:: TRY IT ::
Look through the data below. Show each line where the string "UserConfig" occurs.
*** Block opens ***
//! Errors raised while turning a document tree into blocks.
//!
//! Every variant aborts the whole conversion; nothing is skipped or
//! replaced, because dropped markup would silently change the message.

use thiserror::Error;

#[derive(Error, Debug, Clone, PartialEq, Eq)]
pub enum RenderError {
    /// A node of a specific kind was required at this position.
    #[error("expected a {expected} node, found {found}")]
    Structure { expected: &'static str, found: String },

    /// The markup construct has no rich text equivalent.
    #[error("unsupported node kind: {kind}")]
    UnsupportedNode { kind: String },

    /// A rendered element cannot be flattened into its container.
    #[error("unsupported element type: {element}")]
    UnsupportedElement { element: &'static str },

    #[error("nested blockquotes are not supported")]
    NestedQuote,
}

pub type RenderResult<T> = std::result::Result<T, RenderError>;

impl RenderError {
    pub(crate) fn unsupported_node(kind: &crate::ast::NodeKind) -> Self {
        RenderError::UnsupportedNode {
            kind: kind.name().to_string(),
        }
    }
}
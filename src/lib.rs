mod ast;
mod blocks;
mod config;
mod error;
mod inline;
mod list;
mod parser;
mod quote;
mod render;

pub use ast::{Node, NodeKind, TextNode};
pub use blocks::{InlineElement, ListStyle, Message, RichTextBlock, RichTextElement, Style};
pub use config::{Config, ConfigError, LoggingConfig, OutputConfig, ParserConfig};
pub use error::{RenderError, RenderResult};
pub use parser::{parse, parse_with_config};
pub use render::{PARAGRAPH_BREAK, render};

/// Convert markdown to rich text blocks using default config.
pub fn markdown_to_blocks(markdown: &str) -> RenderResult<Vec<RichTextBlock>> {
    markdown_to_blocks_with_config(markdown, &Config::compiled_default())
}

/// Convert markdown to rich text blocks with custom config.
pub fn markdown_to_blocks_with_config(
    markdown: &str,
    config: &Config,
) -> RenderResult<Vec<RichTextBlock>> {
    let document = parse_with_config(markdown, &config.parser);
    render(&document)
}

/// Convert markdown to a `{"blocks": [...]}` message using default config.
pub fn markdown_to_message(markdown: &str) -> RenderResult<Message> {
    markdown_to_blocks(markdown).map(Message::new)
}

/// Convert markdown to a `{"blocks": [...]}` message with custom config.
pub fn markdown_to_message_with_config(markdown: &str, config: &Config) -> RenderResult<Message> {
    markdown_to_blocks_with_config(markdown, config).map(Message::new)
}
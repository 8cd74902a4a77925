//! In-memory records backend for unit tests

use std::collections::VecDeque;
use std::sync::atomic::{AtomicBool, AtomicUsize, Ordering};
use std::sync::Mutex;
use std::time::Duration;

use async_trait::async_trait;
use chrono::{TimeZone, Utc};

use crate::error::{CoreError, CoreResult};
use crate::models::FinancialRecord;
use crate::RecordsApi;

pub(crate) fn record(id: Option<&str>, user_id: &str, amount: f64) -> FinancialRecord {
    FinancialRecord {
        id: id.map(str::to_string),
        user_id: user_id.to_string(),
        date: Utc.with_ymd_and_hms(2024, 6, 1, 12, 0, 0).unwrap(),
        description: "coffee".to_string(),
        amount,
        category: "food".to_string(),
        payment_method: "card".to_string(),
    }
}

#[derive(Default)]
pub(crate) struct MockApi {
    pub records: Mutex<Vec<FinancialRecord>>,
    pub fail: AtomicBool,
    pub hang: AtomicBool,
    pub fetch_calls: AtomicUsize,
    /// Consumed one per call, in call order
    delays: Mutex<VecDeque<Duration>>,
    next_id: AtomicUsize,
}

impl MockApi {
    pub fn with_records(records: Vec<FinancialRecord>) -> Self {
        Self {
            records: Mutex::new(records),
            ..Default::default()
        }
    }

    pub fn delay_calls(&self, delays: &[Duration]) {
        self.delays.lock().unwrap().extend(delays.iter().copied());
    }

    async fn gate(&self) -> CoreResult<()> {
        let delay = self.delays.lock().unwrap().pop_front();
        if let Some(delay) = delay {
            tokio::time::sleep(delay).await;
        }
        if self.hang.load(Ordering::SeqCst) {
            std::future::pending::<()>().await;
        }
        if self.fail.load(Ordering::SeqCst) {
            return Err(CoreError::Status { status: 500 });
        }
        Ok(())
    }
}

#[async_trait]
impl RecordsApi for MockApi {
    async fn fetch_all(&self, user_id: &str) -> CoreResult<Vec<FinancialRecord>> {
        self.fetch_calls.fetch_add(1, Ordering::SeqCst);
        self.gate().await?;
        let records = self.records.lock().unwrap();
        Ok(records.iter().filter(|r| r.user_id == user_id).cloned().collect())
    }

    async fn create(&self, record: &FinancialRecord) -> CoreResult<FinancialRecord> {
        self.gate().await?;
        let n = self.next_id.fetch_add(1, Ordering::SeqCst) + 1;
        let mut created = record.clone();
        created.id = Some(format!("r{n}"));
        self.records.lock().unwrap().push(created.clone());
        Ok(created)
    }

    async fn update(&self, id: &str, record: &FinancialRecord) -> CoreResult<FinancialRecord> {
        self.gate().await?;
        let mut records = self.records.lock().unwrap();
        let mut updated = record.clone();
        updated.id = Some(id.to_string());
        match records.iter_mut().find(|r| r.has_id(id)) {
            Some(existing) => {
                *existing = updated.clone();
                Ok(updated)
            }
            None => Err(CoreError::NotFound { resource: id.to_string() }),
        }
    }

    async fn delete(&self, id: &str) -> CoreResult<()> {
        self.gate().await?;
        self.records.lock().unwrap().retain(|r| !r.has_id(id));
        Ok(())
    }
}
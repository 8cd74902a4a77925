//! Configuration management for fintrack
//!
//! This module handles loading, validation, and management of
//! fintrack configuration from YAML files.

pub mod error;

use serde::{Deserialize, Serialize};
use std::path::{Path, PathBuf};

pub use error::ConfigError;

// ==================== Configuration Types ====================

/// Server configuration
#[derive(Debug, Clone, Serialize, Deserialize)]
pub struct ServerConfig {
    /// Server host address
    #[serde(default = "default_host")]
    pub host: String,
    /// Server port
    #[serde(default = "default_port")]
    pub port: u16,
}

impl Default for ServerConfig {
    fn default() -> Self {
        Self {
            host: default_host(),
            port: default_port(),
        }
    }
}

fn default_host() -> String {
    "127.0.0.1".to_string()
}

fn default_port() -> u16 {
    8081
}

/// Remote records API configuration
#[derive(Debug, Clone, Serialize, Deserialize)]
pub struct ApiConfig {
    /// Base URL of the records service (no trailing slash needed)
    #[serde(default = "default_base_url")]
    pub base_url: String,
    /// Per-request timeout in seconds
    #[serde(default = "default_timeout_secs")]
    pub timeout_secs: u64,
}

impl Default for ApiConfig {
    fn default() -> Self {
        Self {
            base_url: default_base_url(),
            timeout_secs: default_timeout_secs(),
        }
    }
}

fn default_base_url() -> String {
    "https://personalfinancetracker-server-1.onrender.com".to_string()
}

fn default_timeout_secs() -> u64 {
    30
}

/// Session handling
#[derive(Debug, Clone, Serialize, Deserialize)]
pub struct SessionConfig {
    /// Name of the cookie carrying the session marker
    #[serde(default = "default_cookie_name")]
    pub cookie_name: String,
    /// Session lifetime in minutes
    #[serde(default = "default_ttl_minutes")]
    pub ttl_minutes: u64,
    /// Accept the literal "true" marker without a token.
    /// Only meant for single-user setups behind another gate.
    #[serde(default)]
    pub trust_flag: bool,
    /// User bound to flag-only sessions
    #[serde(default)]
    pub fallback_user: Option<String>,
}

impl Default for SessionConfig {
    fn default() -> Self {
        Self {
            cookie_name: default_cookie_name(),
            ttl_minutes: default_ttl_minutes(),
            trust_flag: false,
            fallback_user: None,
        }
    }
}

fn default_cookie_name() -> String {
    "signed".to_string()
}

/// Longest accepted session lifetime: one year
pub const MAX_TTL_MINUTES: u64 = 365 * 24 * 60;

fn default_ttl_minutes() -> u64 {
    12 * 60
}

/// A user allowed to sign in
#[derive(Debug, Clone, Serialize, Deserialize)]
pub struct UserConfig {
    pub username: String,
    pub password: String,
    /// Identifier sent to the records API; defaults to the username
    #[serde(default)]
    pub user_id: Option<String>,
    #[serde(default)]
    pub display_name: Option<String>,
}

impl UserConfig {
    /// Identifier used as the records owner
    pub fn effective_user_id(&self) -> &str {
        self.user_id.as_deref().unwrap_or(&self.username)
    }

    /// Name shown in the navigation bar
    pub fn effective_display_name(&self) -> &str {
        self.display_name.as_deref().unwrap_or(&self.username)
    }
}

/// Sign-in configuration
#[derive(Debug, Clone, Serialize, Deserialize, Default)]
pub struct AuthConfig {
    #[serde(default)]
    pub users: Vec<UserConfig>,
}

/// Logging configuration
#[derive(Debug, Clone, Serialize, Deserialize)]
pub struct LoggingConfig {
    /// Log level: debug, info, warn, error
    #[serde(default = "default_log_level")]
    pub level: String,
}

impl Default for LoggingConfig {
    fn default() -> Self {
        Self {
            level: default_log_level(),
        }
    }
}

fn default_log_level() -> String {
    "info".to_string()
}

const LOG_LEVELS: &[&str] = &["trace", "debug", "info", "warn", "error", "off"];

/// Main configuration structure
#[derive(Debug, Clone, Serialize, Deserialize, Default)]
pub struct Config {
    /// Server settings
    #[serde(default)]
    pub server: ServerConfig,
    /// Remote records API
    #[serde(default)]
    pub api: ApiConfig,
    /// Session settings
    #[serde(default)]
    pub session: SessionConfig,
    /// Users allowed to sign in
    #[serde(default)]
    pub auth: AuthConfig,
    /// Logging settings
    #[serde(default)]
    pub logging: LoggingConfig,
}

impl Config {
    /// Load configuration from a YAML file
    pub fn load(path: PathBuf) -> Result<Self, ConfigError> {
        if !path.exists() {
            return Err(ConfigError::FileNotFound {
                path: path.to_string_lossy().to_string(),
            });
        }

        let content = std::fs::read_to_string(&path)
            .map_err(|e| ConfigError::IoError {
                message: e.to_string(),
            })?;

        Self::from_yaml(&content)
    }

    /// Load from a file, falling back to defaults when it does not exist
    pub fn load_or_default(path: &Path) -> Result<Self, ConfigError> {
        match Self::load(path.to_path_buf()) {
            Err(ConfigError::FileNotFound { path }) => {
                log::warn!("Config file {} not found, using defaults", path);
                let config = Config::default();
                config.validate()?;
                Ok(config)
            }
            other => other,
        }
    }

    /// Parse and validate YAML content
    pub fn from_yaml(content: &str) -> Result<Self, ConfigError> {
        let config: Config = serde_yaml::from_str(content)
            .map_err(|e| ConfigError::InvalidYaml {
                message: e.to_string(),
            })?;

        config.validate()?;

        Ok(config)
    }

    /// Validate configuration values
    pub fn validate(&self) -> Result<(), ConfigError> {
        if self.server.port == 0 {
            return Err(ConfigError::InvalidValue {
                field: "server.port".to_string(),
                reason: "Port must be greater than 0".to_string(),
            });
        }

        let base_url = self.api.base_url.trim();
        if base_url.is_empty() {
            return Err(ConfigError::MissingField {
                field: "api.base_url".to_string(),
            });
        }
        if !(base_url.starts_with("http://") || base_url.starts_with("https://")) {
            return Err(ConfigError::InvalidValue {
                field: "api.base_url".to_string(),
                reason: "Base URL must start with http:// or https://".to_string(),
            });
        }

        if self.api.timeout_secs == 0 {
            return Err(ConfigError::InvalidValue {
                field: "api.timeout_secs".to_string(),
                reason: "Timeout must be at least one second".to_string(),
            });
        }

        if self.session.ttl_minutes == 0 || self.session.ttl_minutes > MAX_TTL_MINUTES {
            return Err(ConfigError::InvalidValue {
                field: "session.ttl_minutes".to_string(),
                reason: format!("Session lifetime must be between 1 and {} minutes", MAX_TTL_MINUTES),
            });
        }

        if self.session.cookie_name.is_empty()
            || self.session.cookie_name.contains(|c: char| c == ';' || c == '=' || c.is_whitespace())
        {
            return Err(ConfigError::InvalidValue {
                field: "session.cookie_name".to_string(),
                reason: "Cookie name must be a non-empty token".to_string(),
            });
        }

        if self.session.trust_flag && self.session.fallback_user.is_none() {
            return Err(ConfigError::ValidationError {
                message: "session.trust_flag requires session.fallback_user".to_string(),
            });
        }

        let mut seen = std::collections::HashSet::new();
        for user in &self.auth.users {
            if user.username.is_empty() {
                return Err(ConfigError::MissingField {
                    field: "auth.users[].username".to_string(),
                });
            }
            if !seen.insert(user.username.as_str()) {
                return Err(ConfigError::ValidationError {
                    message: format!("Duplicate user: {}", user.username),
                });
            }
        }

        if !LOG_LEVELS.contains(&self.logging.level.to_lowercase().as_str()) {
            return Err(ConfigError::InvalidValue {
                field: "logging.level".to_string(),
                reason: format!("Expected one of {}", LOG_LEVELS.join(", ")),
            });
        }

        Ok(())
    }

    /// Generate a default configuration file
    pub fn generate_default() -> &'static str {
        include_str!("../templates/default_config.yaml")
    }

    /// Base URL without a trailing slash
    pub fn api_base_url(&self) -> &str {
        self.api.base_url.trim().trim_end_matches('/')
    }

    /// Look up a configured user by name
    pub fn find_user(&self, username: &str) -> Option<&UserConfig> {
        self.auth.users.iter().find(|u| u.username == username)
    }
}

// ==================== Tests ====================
*** Block closes ***
:: RESULT ::
pub struct UserConfig {
impl UserConfig {
    pub users: Vec<UserConfig>,
    pub fn find_user(&self, username: &str) -> Option<&UserConfig> {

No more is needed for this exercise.